Is this something that the bpf_prog_load function should check for directly? It's an easy check and could save a lot of confusion.

palmtenor commented 6 years ago

@jonesmz Just to confirm, you meant that the /modules/4.9.75-edge_boot/build used by BCC does not contain the actual source code used to build the Kernel, right?

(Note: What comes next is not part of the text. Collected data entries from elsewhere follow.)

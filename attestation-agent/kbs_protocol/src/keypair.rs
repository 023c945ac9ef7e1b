// Copyright (c) 2023 Alibaba Cloud
//
// SPDX-License-Identifier: Apache-2.0
//

use anyhow::{bail, Context, Result};
use base64::{engine::general_purpose::URL_SAFE_NO_PAD, Engine};
use crypto::{
    rsa::{PaddingMode, RSAKeyPair},
    WrapType,
};
use log::warn;
use zeroize::Zeroizing;

use crate::types::{ProtectedHeader, Response, TeePubKey};

/// Ephemeral key pair generated inside the TEE for one KBS conversation.
/// The KBS encrypts released resources to its public half.
#[derive(Debug)]
pub struct TeeKeyPair {
    key: RSAKeyPair,
}

impl TeeKeyPair {
    pub fn new() -> Result<Self> {
        Ok(Self {
            key: RSAKeyPair::new()?,
        })
    }

    /// Export TEE public key as JWK.
    pub fn export_pubkey(&self) -> TeePubKey {
        TeePubKey::RSA {
            alg: PaddingMode::OAEP256.as_ref().to_string(),
            k_mod: URL_SAFE_NO_PAD.encode(self.key.n()),
            k_exp: URL_SAFE_NO_PAD.encode(self.key.e()),
        }
    }

    fn unwrap_cek(&self, header: &ProtectedHeader, wrapped_cek: &[u8]) -> Result<Zeroizing<Vec<u8>>> {
        let mode: PaddingMode = header
            .alg
            .parse()
            .with_context(|| format!("Unsupported key wrap algorithm: {}", header.alg))?;
        if mode == PaddingMode::PKCS1v15 {
            warn!("Use deprecated Rsa PKCSv1.5 algorithm!");
        }

        Ok(Zeroizing::new(self.key.decrypt(mode, wrapped_cek)?))
    }

    /// Open a JWE resource response. The additional authenticated data is
    /// the encoded protected header, as in JWE compact serialization.
    pub fn decrypt_response(&self, response: Response) -> Result<Vec<u8>> {
        let header = URL_SAFE_NO_PAD
            .decode(&response.protected)
            .context("protected header is not base64url")?;
        let header: ProtectedHeader =
            serde_json::from_slice(&header).context("illegal protected header")?;

        let enc: WrapType = header
            .enc
            .parse()
            .with_context(|| format!("Unsupported content encryption: {}", header.enc))?;
        if enc != WrapType::Aes256Gcm {
            bail!("Content encryption {} is not AEAD", header.enc);
        }

        let wrapped_cek = URL_SAFE_NO_PAD.decode(&response.encrypted_key)?;
        let cek = self.unwrap_cek(&header, &wrapped_cek)?;

        let iv = URL_SAFE_NO_PAD.decode(&response.iv)?;
        let ciphertext = URL_SAFE_NO_PAD.decode(&response.ciphertext)?;
        let tag = URL_SAFE_NO_PAD.decode(&response.tag)?;

        crypto::decrypt_aead(
            &cek,
            &ciphertext,
            &iv,
            response.protected.as_bytes(),
            &tag,
            enc,
        )
    }
}

#[cfg(test)]
mod tests {
    use base64::{engine::general_purpose::URL_SAFE_NO_PAD, Engine};
    use crypto::{rsa::PaddingMode, WrapType};

    use super::TeeKeyPair;
    use crate::types::{Response, TeePubKey};

    fn seal(pubkey: &TeePubKey, alg: &str, payload: &[u8]) -> Response {
        let TeePubKey::RSA { k_mod, k_exp, .. } = pubkey;
        let n = URL_SAFE_NO_PAD.decode(k_mod).unwrap();
        let e = URL_SAFE_NO_PAD.decode(k_exp).unwrap();

        let protected =
            URL_SAFE_NO_PAD.encode(format!(r#"{{"alg":"{alg}","enc":"A256GCM"}}"#));
        let cek = [9u8; 32];
        let iv = [3u8; 12];
        let mode: PaddingMode = alg.parse().unwrap();
        let encrypted_key = crypto::rsa::encrypt_to_public_key(&n, &e, mode, &cek).unwrap();
        let sealed =
            crypto::encrypt_aead(&cek, payload, &iv, protected.as_bytes(), WrapType::Aes256Gcm)
                .unwrap();

        Response {
            protected,
            encrypted_key: URL_SAFE_NO_PAD.encode(encrypted_key),
            iv: URL_SAFE_NO_PAD.encode(iv),
            ciphertext: URL_SAFE_NO_PAD.encode(sealed.ciphertext),
            tag: URL_SAFE_NO_PAD.encode(sealed.tag),
        }
    }

    #[test]
    fn open_sealed_response() {
        let key = TeeKeyPair::new().unwrap();
        let response = seal(&key.export_pubkey(), "RSA-OAEP-256", b"key material");
        assert_eq!(key.decrypt_response(response).unwrap(), b"key material");
    }

    #[test]
    fn tampered_header_fails() {
        let key = TeeKeyPair::new().unwrap();
        let mut response = seal(&key.export_pubkey(), "RSA-OAEP-256", b"key material");
        response.protected = URL_SAFE_NO_PAD.encode(r#"{"alg":"RSA-OAEP-256","enc":"A256GCM"} "#);
        assert!(key.decrypt_response(response).is_err());
    }

    #[test]
    fn foreign_key_fails() {
        let key = TeeKeyPair::new().unwrap();
        let other = TeeKeyPair::new().unwrap();
        let response = seal(&other.export_pubkey(), "RSA-OAEP-256", b"key material");
        assert!(key.decrypt_response(response).is_err());
    }
}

jonesmz commented 6 years ago

That's correct, I was mistakenly using 4.9.76, but the kernel that I have on this system was built from 4.9.75. After downloading 4.9.75 and recompiling to get the autoconf.h file, the BCC tools (trace, memleak) are working how I would expect.

That being said, I noticed that my debug statements still show a mismatch between LINUX_VERSION_CODE and kern_version, so that was apparently not a good diagnostic to use in bpf_prog_load, even though it accidentally led me to a solution.

yonghong-song commented 6 years ago

Maybe we could add a warning in bpf_module.cc where after successful compilation (load_c and load_string), we can do a sanity check comparing module kern_version() vs. underlying system kernel version and WARN if there is any mismatch. This will be a problem for kprobe/uprobe and may not be an issue for others. But in any cases, it is a good thing to warn users about this.

Could you craft a patch for this?

yonghong-song commented 6 years ago

Actually, clang frontend already uses uname syscall to get the underlying kernel version and use that to find kernel headers. You can use it as an example. On the second thought, maybe we want to check at bpf_prog_load time since at that time we have the kern_version number which is set to attr. It is obvious that kern_version we are checking is going to the kernel.